The basic indexing strategy is to match probes (fragments of queries) with index terms (fragments of content labels). We now discuss the details of the distributed algorithm that accomplishes this matching. This algorithm can be characterized as a ``scatter-gather'' technique. Queries are sent to a front-end processor in the form of datagrams. The front-end processor assigns a query id, acknowledges receipt of the query and forwards the query to a randomly chosen node of the search engine. This is the first scattering step. The node that is assigned the query is called the home node of the query.
At the home node, the query is broken apart into probe fragments. For the details of the fragmentation algorithm, see [BS94a]. For the purposes of this article, one can regard the fragments as small pieces of the original query. These fragments overlap one another, especially in semantically complex queries.
Each probe is then hashed using a standard hashing algorithm. The hash value is in two parts. One part is a node number and the other part is the local hash value used at that node. The local hash value and the query identifier are then sent to the node that was selected by the hash value. This forms the second scatter step of the algorithm. The result of hashing is to scatter the probes uniformly to all of the nodes of the search engine.
Upon receiving the local hash value of a probe, the node looks it up in its local hash table. An index term in the hash table that matches a probe is called a hit. The hits are sent back to the home node of the query. This is the ``gather'' step of the algorithm. Special trailer messages are used for determining when all the hits of all the probes of a query have been collected. The home node then computes the similarity measure (using an IR measure of similarity called the cosine measure) of each object in the collection, and the objects are ordered by the degree of similarity to the query. The object identifiers of the most relevant objects are then sent back to the user.

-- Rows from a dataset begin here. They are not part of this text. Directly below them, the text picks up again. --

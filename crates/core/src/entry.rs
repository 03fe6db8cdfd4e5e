//! Entry: one positional (key, value) pair
//!
//! An entry is identified by its position in the owning sequence, not by its
//! contents. Two entries holding equal keys and values are still distinct.
//!
//! Nullable keys or values are expressed with `Option<T>`; equality then
//! follows `Option`'s `PartialEq`, so `None` matches only `None`.

use serde::{Deserialize, Serialize};

/// A key/value pair with in-place mutable slots
#[derive(Debug, Clone, PartialEq, Eq, Hash, Serialize, Deserialize)]
pub struct Entry<K, V> {
    key: K,
    value: V,
}

impl<K, V> Entry<K, V> {
    /// Create a new entry
    pub fn new(key: K, value: V) -> Self {
        Entry { key, value }
    }

    /// Borrow the key
    pub fn key(&self) -> &K {
        &self.key
    }

    /// Borrow the value
    pub fn value(&self) -> &V {
        &self.value
    }

    /// Replace the key in place, returning the previous key
    pub fn set_key(&mut self, key: K) -> K {
        std::mem::replace(&mut self.key, key)
    }

    /// Replace the value in place, returning the previous value
    pub fn set_value(&mut self, value: V) -> V {
        std::mem::replace(&mut self.value, value)
    }

    /// Replace both slots, returning the previous pair
    pub fn replace(&mut self, key: K, value: V) -> Entry<K, V> {
        Entry {
            key: self.set_key(key),
            value: self.set_value(value),
        }
    }

    /// Decompose into `(key, value)`
    pub fn into_parts(self) -> (K, V) {
        (self.key, self.value)
    }

    /// Null-safe key comparison
    pub fn matches_key(&self, key: &K) -> bool
    where
        K: PartialEq,
    {
        self.key == *key
    }

    /// Null-safe value comparison
    pub fn matches_value(&self, value: &V) -> bool
    where
        V: PartialEq,
    {
        self.value == *value
    }

    /// Key and value both compare equal
    pub fn matches(&self, key: &K, value: &V) -> bool
    where
        K: PartialEq,
        V: PartialEq,
    {
        self.matches_key(key) && self.matches_value(value)
    }
}

impl<K, V> From<(K, V)> for Entry<K, V> {
    fn from((key, value): (K, V)) -> Self {
        Entry::new(key, value)
    }
}

impl<K, V> From<Entry<K, V>> for (K, V) {
    fn from(entry: Entry<K, V>) -> Self {
        entry.into_parts()
    }
}
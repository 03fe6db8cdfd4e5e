//! Core types for listmap
//!
//! This crate defines the foundational types shared by the storage layer:
//! - Entry: positional (key, value) pair with in-place mutable slots
//! - Locator: logical addressing request (index, key, N-th duplicate)
//! - Error: error type hierarchy
//! - ListMapConfig: construction parameters

#![warn(missing_docs)]
#![warn(clippy::all)]

pub mod config;
pub mod entry;
pub mod error;
pub mod locator;

pub use config::ListMapConfig;
pub use entry::Entry;
pub use error::{Error, Result};
pub use locator::Locator;
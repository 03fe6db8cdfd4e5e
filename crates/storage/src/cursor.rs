//! Fail-fast bidirectional cursor
//!
//! A cursor sits between two entries of its receiver, like a list iterator.
//! It records the root store's generation when it is created and compares it
//! on every operation. Any structural edit made through another handle fails
//! the next operation with `ConcurrentStructuralChange`. Edits made through the
//! cursor itself re-stamp it.
//!
//! ```text
//!   entries:   [ a ][ b ][ c ]
//!   positions: 0    1    2    3
//!                   ^ next = 1, previous = 0
//! ```

use std::marker::PhantomData;

use tracing::debug;

use listmap_core::{Entry, Error, Result};

use crate::multimap::IndexedMultimap;
use crate::scope::{ReadScope, WriteScope};

/// Where a cursor sits relative to its receiver's entries
#[derive(Debug, Clone, Copy, PartialEq, Eq)]
pub enum CursorState {
    /// Before the entry at this index
    Positioned(usize),
    /// After the last entry
    Exhausted,
}

/// Cursor over a [`ListMap`](crate::ListMap) or a [`View`](crate::View)
pub struct Cursor<'a, K, V, M> {
    map: &'a M,
    next: usize,
    current: Option<usize>,
    expected: u64,
    failed: bool,
    _marker: PhantomData<fn() -> (K, V)>,
}

impl<'a, K, V, M> Cursor<'a, K, V, M>
where
    M: IndexedMultimap<K, V>,
{
    pub(crate) fn new(map: &'a M, start: usize) -> Result<Self> {
        let (expected, len) = map.read_scope(|scope| Ok((scope.generation(), scope.len())))?;
        if start > len {
            return Err(Error::out_of_range(start, len));
        }
        Ok(Cursor {
            map,
            next: start,
            current: None,
            expected,
            failed: false,
            _marker: PhantomData,
        })
    }

    /// Run `f` under the read lock once the stamp has been validated
    fn read_fenced<R, F>(&self, f: F) -> Result<R>
    where
        F: FnOnce(&ReadScope<'_, K, V>) -> Result<R>,
    {
        let expected = self.expected;
        self.map.read_scope(|scope| {
            fence(expected, scope.generation())?;
            f(&scope)
        })
    }

    /// Run `f` under the write lock once the stamp has been validated
    ///
    /// Returns the generation left behind by `f`, read under the same lock.
    fn write_fenced<R, F>(&self, f: F) -> Result<(R, u64)>
    where
        F: FnOnce(&mut WriteScope<'_, K, V>) -> Result<R>,
    {
        let expected = self.expected;
        self.map.write_scope(|mut scope| {
            fence(expected, scope.generation())?;
            let result = f(&mut scope)?;
            Ok((result, scope.generation()))
        })
    }

    /// Position relative to the receiver's entries
    pub fn state(&self) -> CursorState {
        if self.next < self.map.len() {
            CursorState::Positioned(self.next)
        } else {
            CursorState::Exhausted
        }
    }

    /// True if [`advance`](Self::advance) would yield an entry
    pub fn has_next(&self) -> bool {
        self.next < self.map.len()
    }

    /// True if [`retreat`](Self::retreat) would yield an entry
    pub fn has_previous(&self) -> bool {
        self.next > 0
    }

    /// Index the next `advance` would return
    pub fn next_index(&self) -> usize {
        self.next
    }

    /// Index the next `retreat` would return, if any
    pub fn previous_index(&self) -> Option<usize> {
        self.next.checked_sub(1)
    }

    /// Index of the entry last returned by `advance` or `retreat`
    pub fn current(&self) -> Option<usize> {
        self.current
    }

    /// Remove the current entry and keep iterating
    pub fn remove_current(&mut self) -> Result<Entry<K, V>> {
        let index = self
            .current
            .ok_or(Error::IllegalState("cursor has no current entry"))?;
        let (removed, generation) = self.write_fenced(|scope| scope.remove(index))?;
        self.current = None;
        if index < self.next {
            self.next -= 1;
        }
        self.expected = generation;
        Ok(removed)
    }

    /// Replace the current entry in place, returning the previous pair
    pub fn set_current(&mut self, key: K, value: V) -> Result<Entry<K, V>> {
        let index = self
            .current
            .ok_or(Error::IllegalState("cursor has no current entry"))?;
        let (previous, _) =
            self.write_fenced(|scope| Ok(scope.entry_mut(index)?.replace(key, value)))?;
        Ok(previous)
    }

    /// Insert before the cursor; the new entry is not returned by `advance`
    pub fn insert(&mut self, key: K, value: V) -> Result<()> {
        let at = self.next;
        let ((), generation) = self.write_fenced(|scope| scope.insert(at, key, value))?;
        self.next += 1;
        self.current = None;
        self.expected = generation;
        Ok(())
    }
}

impl<'a, K, V, M> Cursor<'a, K, V, M>
where
    K: Clone,
    V: Clone,
    M: IndexedMultimap<K, V>,
{
    /// Step forward and return the entry passed over
    pub fn advance(&mut self) -> Result<Entry<K, V>> {
        let index = self.next;
        let entry = self.read_fenced(|scope| {
            if index >= scope.len() {
                return Err(Error::NoSuchElement);
            }
            scope.entry(index).cloned()
        })?;
        self.current = Some(index);
        self.next = index + 1;
        Ok(entry)
    }

    /// Step backward and return the entry passed over
    pub fn retreat(&mut self) -> Result<Entry<K, V>> {
        let next = self.next;
        let (index, entry) = self.read_fenced(|scope| {
            let index = next.checked_sub(1).ok_or(Error::NoSuchElement)?;
            Ok((index, scope.entry(index)?.clone()))
        })?;
        self.current = Some(index);
        self.next = index;
        Ok(entry)
    }

    /// Entry `advance` would return, without moving
    pub fn peek_next(&self) -> Result<Option<Entry<K, V>>> {
        let index = self.next;
        self.read_fenced(|scope| {
            if index >= scope.len() {
                return Ok(None);
            }
            scope.entry(index).map(|entry| Some(entry.clone()))
        })
    }

    /// Entry `retreat` would return, without moving
    pub fn peek_previous(&self) -> Result<Option<Entry<K, V>>> {
        let previous = self.next.checked_sub(1);
        self.read_fenced(|scope| match previous {
            Some(index) => scope.entry(index).map(|entry| Some(entry.clone())),
            None => Ok(None),
        })
    }

    /// Entry last returned by `advance` or `retreat`
    pub fn current_entry(&self) -> Result<Entry<K, V>> {
        let current = self.current;
        self.read_fenced(|scope| {
            let index = current.ok_or(Error::IllegalState("cursor has no current entry"))?;
            scope.entry(index).cloned()
        })
    }
}

fn fence(expected: u64, actual: u64) -> Result<()> {
    if actual != expected {
        debug!(expected, actual, "cursor observed a structural change");
        return Err(Error::ConcurrentStructuralChange { expected, actual });
    }
    Ok(())
}

impl<'a, K, V, M> Iterator for Cursor<'a, K, V, M>
where
    K: Clone,
    V: Clone,
    M: IndexedMultimap<K, V>,
{
    type Item = Result<Entry<K, V>>;

    fn next(&mut self) -> Option<Self::Item> {
        if self.failed {
            return None;
        }
        match self.advance() {
            Ok(entry) => Some(Ok(entry)),
            Err(Error::NoSuchElement) => None,
            Err(e) => {
                self.failed = true;
                Some(Err(e))
            }
        }
    }
}

impl<'a, K, V, M> std::fmt::Debug for Cursor<'a, K, V, M> {
    fn fmt(&self, f: &mut std::fmt::Formatter<'_>) -> std::fmt::Result {
        f.debug_struct("Cursor")
            .field("next", &self.next)
            .field("current", &self.current)
            .field("expected_generation", &self.expected)
            .finish()
    }
}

The insertion of a new content label in the index is done in a manner very similar to the query algorithm. Since content labels and queries are both keynets conforming to the same keynet ontology, they use exactly the same data structure. The same fragmentation, hashing and scattering algorithms are used for content labels as for queries. The only difference is that instead of matching entries in the hash table, index terms are inserted into the table. Note that index terms are not explicitly stored in the index, just their hash values are stored. The number of bits in the hash value is chosen to be so large that it is very unlikely that two probes would have the same hash value. As a result it suffices to store only a hash value and not the index term itself. Since an index term is nearly always much larger than a local hash value, this results in a significant savings of space with only a slight reduction in retrieval effectiveness.
The query algorithm presented so far represents the basic level of service. Higher levels of service are provided by using additional scatter-gather operations. The overall structure of the various levels of service is shown in Figure 2.

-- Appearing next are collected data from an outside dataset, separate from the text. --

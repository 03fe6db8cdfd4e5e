//! The root store
//!
//! `ListMap` owns the entry sequence behind an `Arc<RwLock<_>>`. Views hold
//! only a `Weak` reference to it, so dropping the `ListMap` detaches every
//! view derived from it.
//!
//! Every structural edit goes through [`StoreInner::insert`],
//! [`StoreInner::remove`] or [`StoreInner::clear`]. Each one mutates the
//! sequence, bumps the generation and notifies the view registry before the
//! write lock is released, so no reader ever sees a window out of step with
//! the entries.

use std::sync::{Arc, Weak};

use parking_lot::{Mutex, RwLock};
use tracing::{debug, trace, warn};

use listmap_core::{Entry, Error, ListMapConfig, Result};

use crate::multimap::IndexedMultimap;
use crate::registry::{StructuralEdit, ViewRegistry, Window};
use crate::scope::{ReadScope, WriteScope};

/// Entries, generation counter and view registry of one root store
pub(crate) struct StoreInner<K, V> {
    entries: Vec<Entry<K, V>>,
    generation: u64,
    registry: ViewRegistry,
    max_len: Option<usize>,
}

impl<K, V> StoreInner<K, V> {
    pub(crate) fn new(config: &ListMapConfig) -> Self {
        StoreInner {
            entries: Vec::with_capacity(config.initial_capacity),
            generation: 0,
            registry: ViewRegistry::new(),
            max_len: config.max_len,
        }
    }

    pub(crate) fn len(&self) -> usize {
        self.entries.len()
    }

    pub(crate) fn generation(&self) -> u64 {
        self.generation
    }

    pub(crate) fn entries(&self) -> &[Entry<K, V>] {
        &self.entries
    }

    /// Slot for in-place replacement; not a structural edit
    pub(crate) fn entry_mut(&mut self, index: usize) -> Option<&mut Entry<K, V>> {
        self.entries.get_mut(index)
    }

    pub(crate) fn insert(&mut self, index: usize, entry: Entry<K, V>) -> Result<()> {
        if index > self.entries.len() {
            return Err(Error::out_of_range(index, self.entries.len()));
        }
        if let Some(limit) = self.max_len {
            if self.entries.len() >= limit {
                return Err(Error::CapacityExceeded { limit });
            }
        }

        self.entries.insert(index, entry);
        self.commit(StructuralEdit::Insert(index));
        Ok(())
    }

    pub(crate) fn remove(&mut self, index: usize) -> Result<Entry<K, V>> {
        if index >= self.entries.len() {
            return Err(Error::out_of_range(index, self.entries.len()));
        }

        let removed = self.entries.remove(index);
        self.commit(StructuralEdit::Remove(index));
        Ok(removed)
    }

    pub(crate) fn clear(&mut self) {
        let removed = self.entries.len();
        self.entries.clear();
        self.commit(StructuralEdit::Clear);
        debug!(
            removed,
            views = self.registry.len(),
            "cleared store, live views emptied"
        );
    }

    fn commit(&mut self, edit: StructuralEdit) {
        self.generation = self.generation.wrapping_add(1);
        trace!(
            ?edit,
            generation = self.generation,
            len = self.entries.len(),
            "structural edit"
        );
        self.registry.notify(edit);
    }

    pub(crate) fn register(&mut self, window: &Arc<Mutex<Window>>) {
        self.registry.register(window);
        let bounds = *window.lock();
        trace!(window = ?bounds, slots = self.registry.len(), "registered view");
    }

    pub(crate) fn registered_views(&self) -> usize {
        self.registry.len()
    }

    pub(crate) fn live_views(&self) -> usize {
        self.registry.live()
    }
}

/// Ordered, duplicate-tolerant map addressed by position or key occurrence
///
/// A `ListMap` is the root store. It is not `Clone`: views reference it
/// weakly and report [`Error::Detached`] once it is dropped.
///
/// All operations are provided by [`IndexedMultimap`], which `ListMap` and
/// [`View`](crate::View) both implement.
///
/// # Example
///
/// ```ignore
/// use listmap_storage::{IndexedMultimap, ListMap};
///
/// let map = ListMap::new();
/// map.push("a", 1)?;
/// map.push("a", 2)?;
/// assert_eq!(map.nth_by_key(1, &"a")?, 2);
/// ```
pub struct ListMap<K, V> {
    inner: Arc<RwLock<StoreInner<K, V>>>,
}

impl<K, V> ListMap<K, V> {
    /// Create an empty map
    pub fn new() -> Self {
        Self::from_inner(StoreInner::new(&ListMapConfig::default()))
    }

    /// Create an empty map with room for `capacity` entries
    pub fn with_capacity(capacity: usize) -> Self {
        Self::from_inner(StoreInner::new(
            &ListMapConfig::new().with_initial_capacity(capacity),
        ))
    }

    /// Create an empty map from a validated configuration
    pub fn with_config(config: ListMapConfig) -> Result<Self> {
        config.validate()?;
        debug!(
            initial_capacity = config.initial_capacity,
            max_len = ?config.max_len,
            "creating list map"
        );
        Ok(Self::from_inner(StoreInner::new(&config)))
    }

    /// Build a map holding `entries` in order
    pub fn from_entries(entries: Vec<Entry<K, V>>) -> Self {
        let mut inner = StoreInner::new(&ListMapConfig::default());
        inner.entries = entries;
        Self::from_inner(inner)
    }

    fn from_inner(inner: StoreInner<K, V>) -> Self {
        ListMap {
            inner: Arc::new(RwLock::new(inner)),
        }
    }

    /// Current structural generation of the store
    ///
    /// Incremented by every insert, remove and clear; value replacement
    /// leaves it unchanged.
    pub fn generation(&self) -> u64 {
        self.inner.read().generation()
    }

    /// Registry slots, including views dropped since the last structural edit
    pub fn registered_views(&self) -> usize {
        self.inner.read().registered_views()
    }

    /// Views that are still held by a caller
    pub fn live_views(&self) -> usize {
        self.inner.read().live_views()
    }

    /// Configured entry limit, if any
    pub fn max_len(&self) -> Option<usize> {
        self.inner.read().max_len
    }

    pub(crate) fn with_entries<R>(&self, f: impl FnOnce(&[Entry<K, V>]) -> R) -> R {
        f(self.inner.read().entries())
    }

    fn handle(&self) -> Weak<RwLock<StoreInner<K, V>>> {
        Arc::downgrade(&self.inner)
    }
}

impl<K, V> IndexedMultimap<K, V> for ListMap<K, V> {
    fn read_scope<R, F>(&self, f: F) -> Result<R>
    where
        F: FnOnce(ReadScope<'_, K, V>) -> Result<R>,
    {
        let store = self.inner.read_recursive();
        f(ReadScope::new(&store, Window::full()))
    }

    fn write_scope<R, F>(&self, f: F) -> Result<R>
    where
        F: FnOnce(WriteScope<'_, K, V>) -> Result<R>,
    {
        let handle = self.handle();
        let mut store = self.inner.write();
        f(WriteScope::new(&mut store, handle, None))
    }
}

impl<K, V> Default for ListMap<K, V> {
    fn default() -> Self {
        Self::new()
    }
}

impl<K: std::fmt::Debug, V: std::fmt::Debug> std::fmt::Debug for ListMap<K, V> {
    fn fmt(&self, f: &mut std::fmt::Formatter<'_>) -> std::fmt::Result {
        let store = self.inner.read();
        f.debug_struct("ListMap")
            .field("entries", &store.entries)
            .field("generation", &store.generation)
            .field("views", &store.registry)
            .finish()
    }
}

impl<K, V> FromIterator<(K, V)> for ListMap<K, V> {
    fn from_iter<I: IntoIterator<Item = (K, V)>>(iter: I) -> Self {
        Self::from_entries(iter.into_iter().map(Entry::from).collect())
    }
}

impl<K, V> From<Vec<(K, V)>> for ListMap<K, V> {
    fn from(pairs: Vec<(K, V)>) -> Self {
        pairs.into_iter().collect()
    }
}

impl<K, V> Extend<(K, V)> for ListMap<K, V> {
    /// Append every pair; stops at the configured entry limit
    fn extend<I: IntoIterator<Item = (K, V)>>(&mut self, iter: I) {
        let mut store = self.inner.write();
        for (key, value) in iter {
            let at = store.len();
            if let Err(e) = store.insert(at, Entry::new(key, value)) {
                warn!(error = %e, len = at, "extend stopped early");
                break;
            }
        }
    }
}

The second level of service uses two scatter-gather operations. After completing the collection phase of the basic level of service, the home node sends each object identifier to the node where its content label is stored, resulting in yet another scatter step. The content label is then retrieved and sent back to the user's computer where the content labels are gathered, arranged and displayed using the keynet ontology.
The highest level of service is level 3. Instead of sending the content labels back to the user as in level 2, the nodes perform a structural analysis of the content labels each of which is compared with the original query using subgraph isomorphism techniques. The result of this analysis is a new estimate of the degree of relevance of each information object with the original query. These new estimates are sent back to the home node which gathers them and constructs a new ranking of the object identifiers. In the process the least relevant objects will be dropped from the list. The object identifiers are then sent back to the nodes where the content labels reside so that the content labels can be sent to the user with their final ranks.

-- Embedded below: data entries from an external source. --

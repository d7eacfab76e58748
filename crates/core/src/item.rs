//! Item stacks and player game modes.

use crate::registry::{ItemKey, ItemKeyError};
use serde::{Deserialize, Serialize};

/// Player game mode, as far as item handling is concerned.
#[derive(Debug, Clone, Copy, PartialEq, Eq, Hash, Default, Serialize, Deserialize)]
pub enum GameMode {
    /// Items are consumed when used.
    #[default]
    Survival,
    /// Unlimited resources: using an item never shrinks the held stack.
    Creative,
}

impl GameMode {
    /// Whether held items are left untouched when placed.
    pub fn has_unlimited_items(self) -> bool {
        matches!(self, GameMode::Creative)
    }
}

/// A stack of identical items.
#[derive(Debug, Clone, PartialEq, Eq, Serialize, Deserialize)]
pub struct ItemStack {
    /// Kind of item.
    pub kind: ItemKey,
    /// Quantity in stack.
    pub count: u32,
}

impl ItemStack {
    /// Create a new item stack.
    pub fn new(kind: ItemKey, count: u32) -> Self {
        Self { kind, count }
    }

    /// Create a single item from a textual key.
    pub fn parse_one(key: &str) -> Result<Self, ItemKeyError> {
        Ok(Self::new(ItemKey::parse(key)?, 1))
    }

    /// True when the stack holds no items. A stack of air is empty.
    pub fn is_empty(&self) -> bool {
        self.count == 0 || self.kind.is_air()
    }

    /// Remove up to `amount` items from the stack.
    pub fn shrink(&mut self, amount: u32) {
        self.count = self.count.saturating_sub(amount);
    }
}
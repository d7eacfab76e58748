//! Server to client mirroring of station state.
//!
//! After every state change the server queues one [`BlockEntityDataPacket`]
//! carrying the full station record. Presentation copies apply packets as
//! they arrive and only ever read the latest one.

use crate::display::{display_transforms, DisplayTransform};
use crate::persist::StationRecord;
use crate::pos::BlockPos;
use crate::slots::SlotStore;
use anyhow::{Context, Result};
use autosmith_core::SimTick;
use serde::{Deserialize, Serialize};
use std::collections::BTreeMap;

/// Full station state pushed to presentation copies after every change.
#[derive(Debug, Clone, PartialEq, Eq, Serialize, Deserialize)]
pub struct BlockEntityDataPacket {
    /// Station position.
    pub pos: BlockPos,
    /// Complete slot record; receivers replace what they hold.
    pub record: StationRecord,
}

impl BlockEntityDataPacket {
    /// Wire bytes (postcard).
    pub fn encode(&self) -> Result<Vec<u8>> {
        postcard::to_allocvec(self).context("Failed to encode block entity packet")
    }

    /// Parse wire bytes.
    pub fn decode(bytes: &[u8]) -> Result<Self> {
        postcard::from_bytes(bytes).context("Failed to decode block entity packet")
    }
}

/// Client-side mirror of every station it has heard about.
#[derive(Debug, Clone, Default)]
pub struct RemoteStationView {
    stations: BTreeMap<BlockPos, SlotStore>,
}

impl RemoteStationView {
    pub fn new() -> Self {
        Self::default()
    }

    /// Apply one packet. Returns the position it updated.
    pub fn apply(&mut self, packet: &BlockEntityDataPacket) -> Result<BlockPos> {
        let mut slots = self.stations.get(&packet.pos).cloned().unwrap_or_default();
        packet
            .record
            .decode_into(&mut slots)
            .with_context(|| format!("Rejected station update at {}", packet.pos))?;
        self.stations.insert(packet.pos, slots);
        Ok(packet.pos)
    }

    /// Decode and apply a packet straight off the wire.
    pub fn apply_bytes(&mut self, bytes: &[u8]) -> Result<BlockPos> {
        let packet = BlockEntityDataPacket::decode(bytes)?;
        self.apply(&packet)
    }

    /// Forget a station (block removed).
    pub fn remove(&mut self, pos: BlockPos) -> Option<SlotStore> {
        self.stations.remove(&pos)
    }

    pub fn get(&self, pos: BlockPos) -> Option<&SlotStore> {
        self.stations.get(&pos)
    }

    pub fn len(&self) -> usize {
        self.stations.len()
    }

    pub fn is_empty(&self) -> bool {
        self.stations.is_empty()
    }

    /// Floating item transforms for the station at `pos`.
    pub fn display(&self, pos: BlockPos, game_time: SimTick, partial_ticks: f32) -> Vec<DisplayTransform> {
        self.get(pos)
            .map(|slots| display_transforms(slots, game_time, partial_ticks))
            .unwrap_or_default()
    }
}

The KEYNET algorithm is a ``shared nothing'' algorithm: each processing node has responsibility for its own local memory (both main memory and disk storage) and there is no shared memory. This is in contrast with shared memory paradigms for parallel and distributed computation, such as the Linda model [CG89]. Nevertheless, the KEYNET does share some aspects with the Linda model. For example, communication is one-way and messages can be processed in a different order than they were sent. Furthermore, the messages of KEYNET are tuples, and while it is important that a message be processed at a particular node, it is not important which thread processes it at that node.